The previous article explained how to flatten the following objects, and this article will show how to reverse flatten (how to convert newobj to obj).

const obj = {
  a: 'a'.b: [1.2, {c: [1.2.3.4]},4].c: { e: 5.f: 6 },
  d: undefined.f: [1[1.2[5.6]]]};// Convert to the following new data structure:
const newobj = {
  a: 'a'.'b[0]': 1.'b[1]': 2.'b[2].c[0]': 1.'b[2].c[1]': 2.'b[2].c[2]': 3.'b[2].c[3]': 4.'b[3]': 4.'c.e': 5.'c.f': 6.d: undefined.'f[0]': 1.'f[1][0]': 1.'f[1][1]': 2.'f[1][2][0]': 5.'f[1][2][1]': 6
}
Copy the code

1, Array to object

  • First, look at the object we want to convert. It is a single layer object. All we need to do is convert the key value to the object structure, such as c:{e:… }, solve this problem and the feature is 50% implemented.

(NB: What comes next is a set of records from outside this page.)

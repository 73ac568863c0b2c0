//! RPC surface of the order service

use axum::extract::State;
use axum::routing::post;
use axum::{Json, Router};
use std::sync::Arc;
use tower_http::trace::TraceLayer;

use shared::models::{CreateOrderRequest, GetOrderRequest, Order, UpdateOrderRequest};
use shared::rpc::{RpcResult, methods, propagate_trace, reply, rpc_path};

use crate::service::OrderService;

pub type SharedOrderService = Arc<dyn OrderService>;

pub fn rpc_router(service: SharedOrderService) -> Router {
    Router::new()
        .route(&rpc_path(methods::CREATE_ORDER), post(create_order))
        .route(&rpc_path(methods::GET_ORDER), post(get_order))
        .route(&rpc_path(methods::UPDATE_ORDER), post(update_order))
        .route(
            &rpc_path(methods::GET_ORDER_FOR_STOCK_UPDATE),
            post(get_order_for_stock_update),
        )
        .layer(axum::middleware::from_fn(propagate_trace))
        .layer(TraceLayer::new_for_http())
        .with_state(service)
}

async fn create_order(
    State(service): State<SharedOrderService>,
    Json(req): Json<CreateOrderRequest>,
) -> RpcResult<Order> {
    reply(service.create_order(req).await?)
}

async fn get_order(
    State(service): State<SharedOrderService>,
    Json(req): Json<GetOrderRequest>,
) -> RpcResult<Order> {
    reply(service.get_order(&req.order_id, &req.customer_id).await?)
}

async fn update_order(
    State(service): State<SharedOrderService>,
    Json(req): Json<UpdateOrderRequest>,
) -> RpcResult<Order> {
    reply(
        service
            .update_order(&req.order_id, req.status, &req.payment_link)
            .await?,
    )
}

async fn get_order_for_stock_update(
    State(service): State<SharedOrderService>,
    Json(req): Json<GetOrderRequest>,
) -> RpcResult<Order> {
    reply(
        service
            .get_order_for_stock_update(&req.order_id, &req.customer_id)
            .await?,
    )
}
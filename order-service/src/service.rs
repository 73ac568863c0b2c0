//! Order Service
//!
//! Validates requested lines, checks them against stock, persists the order
//! and announces it on the `OrderCreatedEvent` queue for the payment service.

use async_trait::async_trait;
use std::collections::HashMap;
use std::sync::Arc;

use shared::broker::{self, Broker, ORDER_CREATED_EVENT, RetryPolicy, Target};
use shared::error::{AppError, AppResult, ErrorCode};
use shared::models::{CreateOrderRequest, ItemWithQuantity, Order, OrderStatus, validate_items};

use crate::gateway::StockGateway;
use crate::store::OrderStore;

#[async_trait]
pub trait OrderService: Send + Sync {
    async fn create_order(&self, request: CreateOrderRequest) -> AppResult<Order>;

    async fn get_order(&self, order_id: &str, customer_id: &str) -> AppResult<Order>;

    /// Set status and payment link. Any transition is accepted: callers of
    /// this RPC (the payment service) are trusted.
    async fn update_order(
        &self,
        order_id: &str,
        status: OrderStatus,
        payment_link: &str,
    ) -> AppResult<Order>;

    /// Order lines for the stock deduction path
    async fn get_order_for_stock_update(&self, order_id: &str, customer_id: &str)
    -> AppResult<Order>;
}

pub struct OrderServiceImpl {
    store: Arc<dyn OrderStore>,
    stock: Arc<dyn StockGateway>,
    broker: Arc<dyn Broker>,
    publish_policy: RetryPolicy,
}

impl OrderServiceImpl {
    pub fn new(
        store: Arc<dyn OrderStore>,
        stock: Arc<dyn StockGateway>,
        broker: Arc<dyn Broker>,
    ) -> Self {
        Self {
            store,
            stock,
            broker,
            publish_policy: RetryPolicy::default(),
        }
    }

    pub fn with_publish_policy(mut self, policy: RetryPolicy) -> Self {
        self.publish_policy = policy;
        self
    }
}

/// Sum duplicate lines per item id, keeping the order in which ids first appear
///
/// A summed quantity that does not fit in `i32` is an `OrderInvalidQuantity`.
pub fn merge_items(items: &[ItemWithQuantity]) -> AppResult<Vec<ItemWithQuantity>> {
    let mut merged: Vec<ItemWithQuantity> = Vec::with_capacity(items.len());
    let mut index: HashMap<&str, usize> = HashMap::with_capacity(items.len());

    for item in items {
        match index.get(item.id.as_str()) {
            Some(&i) => {
                let line = &mut merged[i];
                line.quantity = line.quantity.checked_add(item.quantity).ok_or_else(|| {
                    AppError::with_message(
                        ErrorCode::OrderInvalidQuantity,
                        "Combined quantity is too large",
                    )
                    .with_detail("item_id", item.id.clone())
                })?;
            }
            None => {
                index.insert(item.id.as_str(), merged.len());
                merged.push(item.clone());
            }
        }
    }
    Ok(merged)
}

#[async_trait]
impl OrderService for OrderServiceImpl {
    async fn create_order(&self, request: CreateOrderRequest) -> AppResult<Order> {
        if request.customer_id.is_empty() {
            return Err(AppError::with_message(
                ErrorCode::RequiredField,
                "customerID is required",
            ));
        }
        validate_items(&request.items)?;
        let merged = merge_items(&request.items)?;

        let stock = self.stock.check_if_items_in_stock(&merged).await?;
        if !stock.in_stock {
            return Err(AppError::insufficient_stock());
        }

        let order = self.store.create(&request.customer_id, stock.items).await?;

        // The order stays persisted when this fails; nothing rolls it back
        broker::publish_event(
            self.broker.as_ref(),
            &Target::queue(ORDER_CREATED_EVENT),
            &order,
            &self.publish_policy,
        )
        .await
        .map_err(|e| {
            tracing::error!(order_id = %order.id, error = %e, "order persisted but OrderCreated was not published");
            AppError::from(e).with_detail("order_id", order.id.clone())
        })?;

        tracing::info!(order_id = %order.id, customer_id = %order.customer_id, "order created");
        Ok(order)
    }

    async fn get_order(&self, order_id: &str, customer_id: &str) -> AppResult<Order> {
        self.store.get(order_id, customer_id).await
    }

    async fn update_order(
        &self,
        order_id: &str,
        status: OrderStatus,
        payment_link: &str,
    ) -> AppResult<Order> {
        if order_id.is_empty() {
            return Err(AppError::with_message(
                ErrorCode::RequiredField,
                "orderID is required",
            ));
        }
        self.store.update(order_id, status, payment_link).await
    }

    async fn get_order_for_stock_update(
        &self,
        order_id: &str,
        customer_id: &str,
    ) -> AppResult<Order> {
        self.store.get(order_id, customer_id).await
    }
}

#[cfg(test)]
mod tests {
    use super::*;

    fn line(id: &str, quantity: i32) -> ItemWithQuantity {
        ItemWithQuantity::new(id, quantity)
    }

    #[test]
    fn test_merge_sums_duplicates() {
        let merged = merge_items(&[line("a", 2), line("b", 1), line("a", 3)]).unwrap();
        assert_eq!(merged, vec![line("a", 5), line("b", 1)]);
    }

    #[test]
    fn test_merge_rejects_overflowing_quantity() {
        let err = merge_items(&[line("a", i32::MAX), line("b", 1), line("a", 2)]).unwrap_err();
        assert_eq!(err.code, ErrorCode::OrderInvalidQuantity);

        let merged = merge_items(&[line("a", i32::MAX - 2), line("a", 2)]).unwrap();
        assert_eq!(merged, vec![line("a", i32::MAX)]);
    }

    #[test]
    fn test_merge_keeps_distinct_lines() {
        let items = vec![line("x", 1), line("y", 2), line("z", 3)];
        assert_eq!(merge_items(&items).unwrap(), items);
    }

    #[test]
    fn test_merge_total_quantity_is_preserved() {
        let items = vec![
            line("a", 1),
            line("b", 4),
            line("a", 2),
            line("c", 7),
            line("b", 1),
            line("a", 3),
        ];
        let merged = merge_items(&items).unwrap();

        let mut ids: Vec<_> = merged.iter().map(|i| i.id.as_str()).collect();
        ids.sort_unstable();
        ids.dedup();
        assert_eq!(ids.len(), merged.len());
        for id in ["a", "b", "c"] {
            let expected: i32 = items.iter().filter(|i| i.id == id).map(|i| i.quantity).sum();
            let got = merged.iter().find(|i| i.id == id).unwrap().quantity;
            assert_eq!(got, expected);
        }
    }

    #[test]
    fn test_validate_rejects_empty() {
        let err = validate_items(&[]).unwrap_err();
        assert_eq!(err.code, ErrorCode::OrderItemsEmpty);
    }

    #[test]
    fn test_validate_rejects_missing_id() {
        let err = validate_items(&[line("", 1)]).unwrap_err();
        assert_eq!(err.code, ErrorCode::OrderItemIdMissing);
    }

    #[test]
    fn test_validate_rejects_non_positive_quantity() {
        for quantity in [0, -1] {
            let err = validate_items(&[line("a", 1), line("b", quantity)]).unwrap_err();
            assert_eq!(err.code, ErrorCode::OrderInvalidQuantity);
        }
    }
}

  • So how do you convert C.E to an object structure? Let’s first implement how to convert an array to an object:

// Convert an array to a linked list structure (ps: a linked list is an object in JS)
const arr  = ['a'.'b'.'c'.'d']
// Construct a conversion method
function transformToLink(arr){
 // Construct a target object that we need
 let head = {}
 // Construct a pointer to iterate over the group switch
 let tmp = head

 for(let i =0; i<arr.length; i++) {let cur = arr[i]
  // The current array deserves the next
  let next = arr[i+1]
  // When the next one exists, we construct a new object to assign, otherwise we simply assign undefined
  if(next){
    let o = {}
    tmp[cur] = o
    // We need to move the pointer to the next object
    tmp = o
  }else{
   // If no, we'll just assign
   tmp[cur] = undefined}}return head
}

Copy the code
  • Test it out, no problem:

  • This is where we implement array to object, soc.eNo, you can go firstsplitSplit it into arrays and convert it?

2. We implemented the previous stepa.b.c.d.e.fConvert to objects, but there are'b[2].c[0]','f[1][2][0]'This kind of structurekeyNext, we implement this part of the transformation.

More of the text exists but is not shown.